The main sponsor of the 2011/2012 Western European League is Rolex.

== Media ==
The FEI broadcast all competitions of the Western European League via its website FEI TV with costs. In the nations of the world cup event the world cup competition is mostly broadcast live by television. Across Europe Eurosport shows a recording of the world cup competitions on Wednesday evening.

== The events ==

=== 1st competition: Oslo ===
The first Western European League competition is traditionally held in Oslo. The Oslo Horse Show was held from October 12 to October 16, 2011 in the Telenor Arena. The World Cup competition was held on October 16 from 3:30 pm.

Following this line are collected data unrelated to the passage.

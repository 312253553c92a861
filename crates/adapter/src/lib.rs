//! Persistence adapter - serializable save state for puzzle sessions
//!
//! The core deliberately owns no wire format; the exact state needed to
//! resume a session is {tile anchors, move history}, exposed as
//! [`SessionSnapshot`]. This crate is the serialization collaborator: it
//! mirrors that snapshot into serde-friendly wire types and round-trips
//! them through line-friendly JSON.
//!
//! Restoring a save produced by `to_json` into a freshly opened session of
//! the same instance reproduces identical grid behavior.
//!
//! # Document shape
//!
//! ```json
//! {
//!   "instance": "klotski/standard",
//!   "tiles": [{"identity": "caocao", "x": 1, "y": 0}],
//!   "moves": [{"identity": "soldier1", "fromX": 0, "fromY": 4, "toX": 1, "toY": 4}]
//! }
//! ```

use anyhow::{Context, Result};
use serde::{Deserialize, Serialize};

use gridlock_core::{SessionSnapshot, TileAnchor};
use gridlock_types::{GridPos, TileMove};

/// One persisted tile anchor.
#[derive(Debug, Clone, PartialEq, Eq, Serialize, Deserialize)]
pub struct SavedTile {
    pub identity: String,
    pub x: i32,
    pub y: i32,
}

/// One persisted move record.
#[derive(Debug, Clone, PartialEq, Eq, Serialize, Deserialize)]
#[serde(rename_all = "camelCase")]
pub struct SavedMove {
    pub identity: String,
    pub from_x: i32,
    pub from_y: i32,
    pub to_x: i32,
    pub to_y: i32,
}

/// The complete persisted state of one session.
#[derive(Debug, Clone, PartialEq, Eq, Serialize, Deserialize)]
pub struct SaveState {
    pub instance: String,
    pub tiles: Vec<SavedTile>,
    pub moves: Vec<SavedMove>,
}

impl SaveState {
    /// Serialize to a JSON document.
    pub fn to_json(&self) -> Result<String> {
        serde_json::to_string(self).context("serializing save state")
    }

    /// Parse a JSON document produced by [`to_json`](Self::to_json).
    pub fn from_json(json: &str) -> Result<Self> {
        serde_json::from_str(json).context("parsing save state")
    }

    /// Convert back into the core's snapshot value.
    pub fn into_snapshot(self) -> SessionSnapshot {
        SessionSnapshot {
            instance: self.instance,
            anchors: self
                .tiles
                .into_iter()
                .map(|tile| TileAnchor::new(tile.identity, GridPos::new(tile.x, tile.y)))
                .collect(),
            moves: self
                .moves
                .into_iter()
                .map(|mv| {
                    TileMove::new(
                        mv.identity,
                        GridPos::new(mv.from_x, mv.from_y),
                        GridPos::new(mv.to_x, mv.to_y),
                    )
                })
                .collect(),
        }
    }
}

impl From<&SessionSnapshot> for SaveState {
    fn from(snapshot: &SessionSnapshot) -> Self {
        Self {
            instance: snapshot.instance.clone(),
            tiles: snapshot
                .anchors
                .iter()
                .map(|anchor| SavedTile {
                    identity: anchor.identity.clone(),
                    x: anchor.at.x,
                    y: anchor.at.y,
                })
                .collect(),
            moves: snapshot
                .moves
                .iter()
                .map(|mv| SavedMove {
                    identity: mv.identity.clone(),
                    from_x: mv.from.x,
                    from_y: mv.from.y,
                    to_x: mv.to.x,
                    to_y: mv.to.y,
                })
                .collect(),
        }
    }
}

#[cfg(test)]
mod tests {
    use super::*;

    fn snapshot() -> SessionSnapshot {
        SessionSnapshot {
            instance: "klotski/standard".into(),
            anchors: vec![
                TileAnchor::new("caocao", GridPos::new(1, 0)),
                TileAnchor::new("soldier1", GridPos::new(0, 4)),
            ],
            moves: vec![TileMove::new(
                "soldier1",
                GridPos::new(0, 4),
                GridPos::new(1, 4),
            )],
        }
    }

    #[test]
    fn test_json_round_trip() {
        let save = SaveState::from(&snapshot());
        let json = save.to_json().unwrap();
        let restored = SaveState::from_json(&json).unwrap();
        assert_eq!(restored, save);
        assert_eq!(restored.into_snapshot(), snapshot());
    }

    #[test]
    fn test_move_fields_are_camel_case() {
        let save = SaveState::from(&snapshot());
        let json = save.to_json().unwrap();
        assert!(json.contains("\"fromX\":0"));
        assert!(json.contains("\"toY\":4"));
    }

    #[test]
    fn test_malformed_json_is_an_error() {
        assert!(SaveState::from_json("{\"instance\":").is_err());
    }
}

The high number of 14 riders qualify for the jump-off. With 34.12 seconds Rolf-Göran Bengtsson with Casall had the fastest time but one jumping fault. At the end he was ninth.

Nearly half a second slower but faultless was the winner of the competition, Pius Schwizer. The competition had a purse of 98,000 Euro and a car of the competition sponsor, Land Rover.

|  | Rider | Horse | Round 1 |  | Jump-off |  | scoring points |
| Penalties | Time (s) | Penalties | Time (s) |
| 1 | SUI Pius Schwizer | Carlina | 0 | - | 0 | 34.63 | 20 |
| 2 | DEU Philipp Weishaupt | Souvenir | 0 | - | 0 | 35.87 | 17 |
| 3 | POR Luciana Diniz | Winningmood | 0 | - | 0 | 36.64 | 15 |

(top 3 of 40 competitors)

=== 2nd competition: Helsinki ===
The Helsinki International Horse Show was held from October 20 to October 23, 2011 in the Hartwall Arena in Helsinki. Here the second competition of the 2011/2012 Western European League was held. The World Cup competition started on October 23 at 2:45 pm. The show jumping course was built by Guilherme Jorge from Brazil.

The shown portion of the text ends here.